NR 440.20(8)(b)2. 2. For the particulate matter concentration, Method 5 shall be used at affected facilities without wet FGD systems and Method 5B shall be used after wet FGD systems.
NR 440.20(8)(b)2.a. a. The sampling time and sample volume for each run shall be at least 120 minutes and 1.70 dscm (60 dscf). The probe and filter holder heating system in the sampling train may be set to provide an average gas temperature of no greater than 160"14°C (320"25°F).
NR 440.20(8)(b)2.b. b. For each particulate run, the emission rate correction factor, integrated or grab sampling and analysis procedures of Method 3B shall be used to determine the O2 concentration. The O2 sample shall be obtained simultaneously with, and at the same traverse points as, the particulate run. If the particulate run has more than 12 traverse points, the O2 simultaneous traverse points may be reduced to 12 provided that Method 1 is used to locate the 12 O2 traverse points. If the grab sampling procedure is used, the O2 concentration for the run shall be the arithmetic mean of the sample O2 concentrations at all traverse points.
NR 440.20(8)(b)3. 3. Method 9 and the procedures in s. NR 440.11 shall be used to determine opacity.
NR 440.20(8)(c) (c) The owner or operator shall determine compliance with the SO2 standards in sub. (4) as follows:
NR 440.20(8)(c)1. 1. The percent of potential SO2 emissions (% Ps) to the atmosphere shall be computed using the following equation:
% Ps = [(100 - %Rf) (100 - %Rg)]/100
where:
%Ps is the percent of potential SO2 emissions, percent
%Rf is the percent reduction from fuel pretreatment, percent
%Rg is the percent reduction by SO2 control system, percent
NR 440.20(8)(c)2. 2. The procedures in Method 19 may be used to determine percent reduction (%Rf) of sulfur by such processes as fuel pretreatment (physical coal cleaning, hydrodesulfurization of fuel oil, etc.), coal pulverizers, and bottom and flyash interactions. This determination is optional.
NR 440.20(8)(c)3. 3. The procedures in Method 19 shall be used to determine the percent SO2 reduction (%Rg) of any SO2 control system. Alternatively, a combination of an`as fired' fuel monitor and emission rates measured after the control system, following the procedures in Method 19, may be used if the percent reduction is calculated using the average emission rate from the SO2 control device and the average SO2 input rate from the `as fired' fuel analysis for 30 successive boiler operating days.
NR 440.20(8)(c)4. 4. The appropriate procedures in Method 19 shall be used to determine the emission rate.
NR 440.20(8)(c)5. 5. The continuous monitoring system in sub. (7) (b) and (d) shall be used to determine the concentrations of SO2 and CO2 or O2.
NR 440.20(8)(d) (d) The owner or operator shall determine compliance with the NOx standard in sub. (5) as follows:
NR 440.20(8)(d)1. 1. The appropriate procedures in Method 19 shall be used to determine the emission rate of NOx.
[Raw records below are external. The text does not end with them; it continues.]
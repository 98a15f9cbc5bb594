use std::time::Duration;

use sqlx::{postgres::PgPoolOptions, PgPool};
use thiserror::Error;

const DEFAULT_MAX_CONNECTIONS: u32 = 10;
const DEFAULT_MIN_CONNECTIONS: u32 = 1;
const DEFAULT_ACQUIRE_TIMEOUT_SECS: u64 = 10;

const UNIQUE_VIOLATION: &str = "23505";

// Path relative to crates/catalog-db/Cargo.toml; resolves to <workspace-root>/migrations/
static MIGRATOR: sqlx::migrate::Migrator = sqlx::migrate!("../../migrations");

#[derive(Debug, Clone, Copy)]
pub struct PoolConfig {
    pub max_connections: u32,
    pub min_connections: u32,
    pub acquire_timeout_secs: u64,
}

impl Default for PoolConfig {
    fn default() -> Self {
        Self {
            max_connections: DEFAULT_MAX_CONNECTIONS,
            min_connections: DEFAULT_MIN_CONNECTIONS,
            acquire_timeout_secs: DEFAULT_ACQUIRE_TIMEOUT_SECS,
        }
    }
}

impl PoolConfig {
    #[must_use]
    pub fn from_app_config(config: &catalog_core::AppConfig) -> Self {
        Self {
            max_connections: config.db_max_connections,
            min_connections: config.db_min_connections,
            acquire_timeout_secs: config.db_acquire_timeout_secs,
        }
    }
}

#[derive(Debug, Error)]
pub enum DbError {
    #[error("record not found")]
    NotFound,
    #[error("a product with sku '{0}' already exists")]
    DuplicateSku(String),
    #[error("{0} already exists")]
    Conflict(String),
    #[error(transparent)]
    Sqlx(#[from] sqlx::Error),
    #[error(transparent)]
    Migration(#[from] sqlx::migrate::MigrateError),
}

impl DbError {
    /// Maps a unique-constraint violation to `on_conflict`, passing other errors through.
    pub(crate) fn unique_or(e: sqlx::Error, on_conflict: impl FnOnce() -> DbError) -> DbError {
        if let sqlx::Error::Database(ref db_err) = e {
            if db_err.code().as_deref() == Some(UNIQUE_VIOLATION) {
                return on_conflict();
            }
        }
        DbError::Sqlx(e)
    }
}

/// Connect to a Postgres pool using explicit URL and config.
///
/// # Errors
///
/// Returns [`sqlx::Error`] if the connection cannot be established.
pub async fn connect_pool(database_url: &str, config: PoolConfig) -> Result<PgPool, sqlx::Error> {
    PgPoolOptions::new()
        .max_connections(config.max_connections)
        .min_connections(config.min_connections)
        .acquire_timeout(Duration::from_secs(config.acquire_timeout_secs))
        .connect(database_url)
        .await
}

/// Run all pending migrations against the pool.
///
/// Returns the number of migrations that were applied.
///
/// # Errors
///
/// Returns [`sqlx::migrate::MigrateError`] if any migration fails.
pub async fn run_migrations(pool: &PgPool) -> Result<usize, sqlx::migrate::MigrateError> {
    // The _sqlx_migrations table does not exist on a fresh database; treat
    // absence as zero applied.
    let applied_before: i64 =
        sqlx::query_scalar::<_, i64>("SELECT COUNT(*) FROM _sqlx_migrations WHERE success = true")
            .fetch_one(pool)
            .await
            .unwrap_or(0);

    MIGRATOR.run(pool).await?;

    let applied_after: i64 =
        sqlx::query_scalar::<_, i64>("SELECT COUNT(*) FROM _sqlx_migrations WHERE success = true")
            .fetch_one(pool)
            .await
            .unwrap_or(0);

    let delta = (applied_after - applied_before).max(0);
    Ok(usize::try_from(delta).unwrap_or(0))
}

/// Send a `SELECT 1` to verify the pool has a live connection.
///
/// # Errors
///
/// Returns [`sqlx::Error`] if the query fails.
pub async fn ping(pool: &PgPool) -> Result<(), sqlx::Error> {
    sqlx::query_scalar::<_, i32>("SELECT 1")
        .fetch_one(pool)
        .await?;
    Ok(())
}

/// Run a full health check: ping the pool and return a typed error on failure.
///
/// # Errors
///
/// Returns [`DbError`] if the ping fails.
pub async fn health_check(pool: &PgPool) -> Result<(), DbError> {
    ping(pool).await?;
    Ok(())
}

#[cfg(test)]
mod tests {
    use super::*;

    #[test]
    fn pool_config_has_sane_defaults() {
        let config = PoolConfig::default();

        assert_eq!(config.max_connections, DEFAULT_MAX_CONNECTIONS);
        assert_eq!(config.min_connections, DEFAULT_MIN_CONNECTIONS);
        assert_eq!(config.acquire_timeout_secs, DEFAULT_ACQUIRE_TIMEOUT_SECS);
    }
}

pub mod categories;
pub mod descriptions;
pub mod image_sets;
pub mod products;
pub mod seed;

pub use categories::{
    count_products_by_category, create_category, list_categories, rename_level0,
    CategoryCountRow, CategoryRow, RenameReport,
};
pub use descriptions::{
    get_model_description, get_variant_fields, upsert_model_description, upsert_variant_fields,
    ModelDescriptionRow, VariantFieldsRow,
};
pub use image_sets::{
    get_image_set, list_image_sets, list_image_sets_for_models, upsert_image_set, ImageSetRow,
};
pub use products::{
    count_representatives, create_product, delete_product, get_product_by_sku,
    list_all_products, list_products_by_level2, list_products_by_skus, list_representatives,
    search_representatives, update_product, ProductFilter, ProductRow,
};
pub use seed::seed_categories;
use std::path::Path;

use anyhow::Context;
use catalog_service::{Catalog, ImportReport};
use catalog_sheets::{SheetFormat, TemplateKind};

fn read_upload(path: &Path) -> anyhow::Result<Vec<u8>> {
    std::fs::read(path).with_context(|| format!("failed to read {}", path.display()))
}

fn write_download(path: &Path, bytes: &[u8]) -> anyhow::Result<()> {
    std::fs::write(path, bytes).with_context(|| format!("failed to write {}", path.display()))?;
    println!("wrote {} ({} bytes)", path.display(), bytes.len());
    Ok(())
}

fn print_report(report: &ImportReport) {
    println!(
        "added: {}  prices set: {}  errors: {}",
        report.added,
        report.prices_set,
        report.errors.len()
    );
    for error in &report.errors {
        println!(
            "  row {:<5}{:<24}{}",
            error.row,
            error.sku.as_deref().unwrap_or("-"),
            error.message
        );
    }
}

pub(crate) async fn run_import_products(catalog: &Catalog, path: &Path) -> anyhow::Result<()> {
    let bytes = read_upload(path)?;
    let report = catalog.import_products(&bytes).await?;
    print_report(&report);
    Ok(())
}

pub(crate) async fn run_import_prices(catalog: &Catalog, path: &Path) -> anyhow::Result<()> {
    let bytes = read_upload(path)?;
    let report = catalog.import_prices(&bytes).await?;
    print_report(&report);
    Ok(())
}

pub(crate) async fn run_export_products(
    catalog: &Catalog,
    format: SheetFormat,
    out: &Path,
) -> anyhow::Result<()> {
    let bytes = catalog.export_products(format).await?;
    write_download(out, &bytes)
}

pub(crate) async fn run_export_prices(
    catalog: &Catalog,
    format: SheetFormat,
    out: &Path,
) -> anyhow::Result<()> {
    let bytes = catalog.export_prices(format).await?;
    write_download(out, &bytes)
}

pub(crate) fn run_export_template(
    kind: TemplateKind,
    format: SheetFormat,
    out: &Path,
) -> anyhow::Result<()> {
    let bytes = catalog_sheets::template(kind, format)?;
    write_download(out, &bytes)
}

#[cfg(test)]
mod tests {
    use super::*;

    #[test]
    fn template_is_written_to_disk() {
        let dir = tempfile::tempdir().expect("tempdir");
        let out = dir.path().join("prices.csv");

        run_export_template(TemplateKind::Prices, SheetFormat::Csv, &out).expect("template");

        let text = std::fs::read_to_string(&out).expect("read template");
        assert!(text.lines().next().unwrap_or_default().starts_with("sku"));
        assert_eq!(text.lines().count(), 2);
    }

    #[test]
    fn missing_upload_reports_path() {
        let err = read_upload(Path::new("/nonexistent/products.xlsx")).unwrap_err();
        assert!(format!("{err:#}").contains("/nonexistent/products.xlsx"));
    }
}
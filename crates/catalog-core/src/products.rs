use chrono::{DateTime, Utc};
use serde::{Deserialize, Serialize};

use crate::attributes::Attributes;
use crate::categories::CategoryPath;
use crate::patch::{double_option, trimmed};
use crate::CoreError;

/// A sellable configuration, identified by its SKU.
#[derive(Debug, Clone, PartialEq, Serialize, Deserialize)]
pub struct Product {
    pub id: i64,
    pub sku: String,
    pub name: String,
    pub brand: String,
    pub level0: String,
    pub level1: Option<String>,
    pub level2: Option<String>,
    pub attributes: Attributes,
    /// Per-product image list; takes precedence over shared image sets.
    pub images: Vec<String>,
    /// Single legacy image, used only when nothing else resolves.
    pub image_url: Option<String>,
    pub stock: i32,
    pub is_available: bool,
    pub created_at: DateTime<Utc>,
    pub updated_at: DateTime<Utc>,
}

impl Product {
    #[must_use]
    pub fn category(&self) -> CategoryPath {
        CategoryPath {
            level0: self.level0.clone(),
            level1: self.level1.clone(),
            level2: self.level2.clone(),
        }
    }
}

/// Fields accepted when creating a product.
#[derive(Debug, Clone, PartialEq, Serialize, Deserialize)]
pub struct NewProduct {
    #[serde(default)]
    pub sku: String,
    #[serde(default)]
    pub name: String,
    #[serde(default)]
    pub brand: String,
    #[serde(default)]
    pub level0: String,
    #[serde(default)]
    pub level1: Option<String>,
    #[serde(default)]
    pub level2: Option<String>,
    #[serde(default)]
    pub attributes: Attributes,
    #[serde(default)]
    pub images: Vec<String>,
    #[serde(default)]
    pub image_url: Option<String>,
    #[serde(default)]
    pub stock: i32,
    #[serde(default = "default_available")]
    pub is_available: bool,
}

impl NewProduct {
    /// Trims every text field and checks the required ones.
    ///
    /// # Errors
    ///
    /// Returns [`CoreError::Validation`] naming every missing required field
    /// (`sku`, `name`, `brand`, `level0`) or a negative stock count.
    pub fn normalized(self) -> Result<Self, CoreError> {
        let sku = self.sku.trim().to_string();
        let name = self.name.trim().to_string();
        let brand = self.brand.trim().to_string();
        let level0 = self.level0.trim().to_string();

        let missing: Vec<&str> = [
            ("sku", &sku),
            ("name", &name),
            ("brand", &brand),
            ("level0", &level0),
        ]
        .into_iter()
        .filter(|(_, v)| v.is_empty())
        .map(|(k, _)| k)
        .collect();
        if !missing.is_empty() {
            return Err(CoreError::Validation(format!(
                "missing required fields: {}",
                missing.join(", ")
            )));
        }
        if self.stock < 0 {
            return Err(CoreError::Validation(format!(
                "stock must be non-negative, got {}",
                self.stock
            )));
        }

        Ok(Self {
            sku,
            name,
            brand,
            level0,
            level1: trimmed(self.level1.as_deref()),
            level2: trimmed(self.level2.as_deref()),
            attributes: self.attributes,
            images: self
                .images
                .iter()
                .filter_map(|u| trimmed(Some(u)))
                .collect(),
            image_url: trimmed(self.image_url.as_deref()),
            stock: self.stock,
            is_available: self.is_available,
        })
    }
}

/// Partial update. `None` keeps the current value; for nullable columns
/// `Some(None)` clears it. The SKU itself cannot change.
#[allow(clippy::option_option)]
#[derive(Debug, Clone, Default, PartialEq, Serialize, Deserialize)]
pub struct ProductPatch {
    #[serde(default)]
    pub sku: Option<String>,
    #[serde(default)]
    pub name: Option<String>,
    #[serde(default)]
    pub brand: Option<String>,
    #[serde(default)]
    pub level0: Option<String>,
    #[serde(default, deserialize_with = "double_option")]
    pub level1: Option<Option<String>>,
    #[serde(default, deserialize_with = "double_option")]
    pub level2: Option<Option<String>>,
    #[serde(default)]
    pub attributes: Option<Attributes>,
    #[serde(default)]
    pub images: Option<Vec<String>>,
    #[serde(default, deserialize_with = "double_option")]
    pub image_url: Option<Option<String>>,
    #[serde(default)]
    pub stock: Option<i32>,
    #[serde(default)]
    pub is_available: Option<bool>,
}

impl ProductPatch {
    /// Validates the patch against the SKU it targets and trims text fields.
    ///
    /// # Errors
    ///
    /// Returns [`CoreError::Validation`] if the patch tries to change the SKU,
    /// blanks a required field, or sets a negative stock.
    pub fn normalized(self, target_sku: &str) -> Result<Self, CoreError> {
        if let Some(sku) = self.sku.as_deref() {
            if sku.trim() != target_sku {
                return Err(CoreError::Validation(format!(
                    "sku is immutable; cannot change '{target_sku}' to '{}'",
                    sku.trim()
                )));
            }
        }

        let required = |field: &str, value: Option<String>| -> Result<Option<String>, CoreError> {
            match value {
                Some(v) if v.trim().is_empty() => Err(CoreError::Validation(format!(
                    "{field} must not be empty"
                ))),
                Some(v) => Ok(Some(v.trim().to_string())),
                None => Ok(None),
            }
        };
        let nullable = |value: Option<Option<String>>| value.map(|v| trimmed(v.as_deref()));

        if let Some(stock) = self.stock {
            if stock < 0 {
                return Err(CoreError::Validation(format!(
                    "stock must be non-negative, got {stock}"
                )));
            }
        }

        Ok(Self {
            sku: None,
            name: required("name", self.name)?,
            brand: required("brand", self.brand)?,
            level0: required("level0", self.level0)?,
            level1: nullable(self.level1),
            level2: nullable(self.level2),
            attributes: self.attributes,
            images: self
                .images
                .map(|urls| urls.iter().filter_map(|u| trimmed(Some(u))).collect()),
            image_url: nullable(self.image_url),
            stock: self.stock,
            is_available: self.is_available,
        })
    }
}

fn default_available() -> bool {
    true
}
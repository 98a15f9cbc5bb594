use thiserror::Error;

/// Errors returned by the [`PriceStore`](crate::PriceStore).
#[derive(Debug, Error)]
pub enum PriceStoreError {
    /// The price file could not be read or written.
    #[error("price file I/O error at {path}: {source}")]
    Io {
        path: String,
        #[source]
        source: std::io::Error,
    },

    /// The price file exists but is not a valid price document.
    #[error("price file {path} is corrupt: {source}")]
    Corrupt {
        path: String,
        #[source]
        source: serde_json::Error,
    },

    /// The embedded price database failed to open, read or commit.
    #[error("price database error at {path}: {source}")]
    Database {
        path: String,
        #[source]
        source: Box<redb::Error>,
    },

    #[error("failed to encode price file: {0}")]
    Encode(#[source] serde_json::Error),

    /// A write was rejected before touching the file.
    #[error("invalid price for '{sku}': {reason}")]
    Invalid { sku: String, reason: String },
}
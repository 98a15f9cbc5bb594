//! Database operations for `categories` and the level0 rename cascade.

use catalog_core::{CategoryPath, CategorySeed};
use chrono::{DateTime, Utc};
use sqlx::PgPool;

use crate::DbError;

#[derive(Debug, Clone, sqlx::FromRow)]
pub struct CategoryRow {
    pub id: i64,
    pub level0: String,
    pub level1: Option<String>,
    pub level2: Option<String>,
    pub description: Option<String>,
    pub icon: Option<String>,
    pub created_at: DateTime<Utc>,
    pub updated_at: DateTime<Utc>,
}

impl CategoryRow {
    #[must_use]
    pub fn path(&self) -> CategoryPath {
        CategoryPath::new(&self.level0, self.level1.as_deref(), self.level2.as_deref())
    }

    #[must_use]
    pub fn into_seed(self) -> CategorySeed {
        CategorySeed {
            path: self.path(),
            description: self.description,
            icon: self.icon,
            variant_fields: Vec::new(),
        }
    }
}

/// Product count for one distinct category path.
#[derive(Debug, Clone, sqlx::FromRow)]
pub struct CategoryCountRow {
    pub level0: String,
    pub level1: Option<String>,
    pub level2: Option<String>,
    pub product_count: i64,
}

/// Rows touched by a level0 rename.
#[derive(Debug, Clone, Copy, Default, PartialEq, Eq, serde::Serialize)]
pub struct RenameReport {
    pub products: u64,
    pub categories: u64,
    pub variant_fields: u64,
}

/// Inserts a category node.
///
/// # Errors
///
/// Returns [`DbError::Conflict`] if the same path already exists, or
/// [`DbError::Sqlx`] for any other failure.
pub async fn create_category(
    pool: &PgPool,
    path: &CategoryPath,
    description: Option<&str>,
    icon: Option<&str>,
) -> Result<CategoryRow, DbError> {
    sqlx::query_as::<_, CategoryRow>(
        "INSERT INTO categories (level0, level1, level2, description, icon) \
         VALUES ($1, $2, $3, $4, $5) \
         RETURNING id, level0, level1, level2, description, icon, created_at, updated_at",
    )
    .bind(&path.level0)
    .bind(&path.level1)
    .bind(&path.level2)
    .bind(description)
    .bind(icon)
    .fetch_one(pool)
    .await
    .map_err(|e| {
        DbError::unique_or(e, || {
            DbError::Conflict(format!("category '{}'", path.breadcrumb()))
        })
    })
}

/// Lists all categories ordered by path.
///
/// # Errors
///
/// Returns [`DbError::Sqlx`] if the query fails.
pub async fn list_categories(pool: &PgPool) -> Result<Vec<CategoryRow>, DbError> {
    let rows = sqlx::query_as::<_, CategoryRow>(
        "SELECT id, level0, level1, level2, description, icon, created_at, updated_at \
         FROM categories \
         ORDER BY level0, level1 NULLS FIRST, level2 NULLS FIRST",
    )
    .fetch_all(pool)
    .await?;
    Ok(rows)
}

/// Counts products per distinct category path.
///
/// # Errors
///
/// Returns [`DbError::Sqlx`] if the query fails.
pub async fn count_products_by_category(pool: &PgPool) -> Result<Vec<CategoryCountRow>, DbError> {
    let rows = sqlx::query_as::<_, CategoryCountRow>(
        "SELECT level0, level1, level2, COUNT(*) AS product_count \
         FROM products \
         GROUP BY level0, level1, level2 \
         ORDER BY level0, level1, level2",
    )
    .fetch_all(pool)
    .await?;
    Ok(rows)
}

/// Renames a top-level category across products, category nodes and
/// variant-field settings in one transaction.
///
/// # Errors
///
/// Returns [`DbError::NotFound`] if nothing carries `old_name`,
/// [`DbError::Conflict`] if the rename would collide with an existing
/// category, or [`DbError::Sqlx`] for any other failure. Nothing is
/// written on error.
pub async fn rename_level0(
    pool: &PgPool,
    old_name: &str,
    new_name: &str,
) -> Result<RenameReport, DbError> {
    let mut tx = pool.begin().await?;
    let conflict = || DbError::Conflict(format!("category '{new_name}'"));

    let products = sqlx::query(
        "UPDATE products SET level0 = $2, updated_at = NOW() WHERE level0 = $1",
    )
    .bind(old_name)
    .bind(new_name)
    .execute(&mut *tx)
    .await?
    .rows_affected();

    let categories = sqlx::query(
        "UPDATE categories SET level0 = $2, updated_at = NOW() WHERE level0 = $1",
    )
    .bind(old_name)
    .bind(new_name)
    .execute(&mut *tx)
    .await
    .map_err(|e| DbError::unique_or(e, conflict))?
    .rows_affected();

    let variant_fields = sqlx::query(
        "UPDATE variant_fields SET level0 = $2, updated_at = NOW() WHERE level0 = $1",
    )
    .bind(old_name)
    .bind(new_name)
    .execute(&mut *tx)
    .await
    .map_err(|e| DbError::unique_or(e, conflict))?
    .rows_affected();

    if products == 0 && categories == 0 && variant_fields == 0 {
        return Err(DbError::NotFound);
    }

    tx.commit().await?;

    tracing::info!(
        old_name,
        new_name,
        products,
        categories,
        variant_fields,
        "renamed top-level category"
    );

    Ok(RenameReport {
        products,
        categories,
        variant_fields,
    })
}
NR 440.20(8)(d)2. 2. The continuous monitoring system in sub. (7) (c) and (d) shall be used to determine the concentrations of NOx and CO2 or O2.
NR 440.20(8)(e) (e) The owner or operator may use the following as alternatives to the reference methods and procedures specified in this subsection:
NR 440.20(8)(e)1. 1. For Method 5 or 5B, Method 17 may be used at facilities with or without wet FGD systems if the stack temperature at the sampling location does not exceed an average temperature of 160°C (320 °F). The procedures of sections 2.1 and 2.3 of Method 5B may be used in Method 17 only if it is used after wet FGD systems. Method 17 may not be used after wet FGD systems if the effluent is saturated or laden with water droplets.
NR 440.20(8)(e)2. 2. The Fc factor (CO2 ) procedures in Method 19 may be used to compute the emission rate of particulate matter under the stipulations of s. NR 440.19 (7) (d) 1. The CO2 shall be determined in the same manner as the O2 concentration.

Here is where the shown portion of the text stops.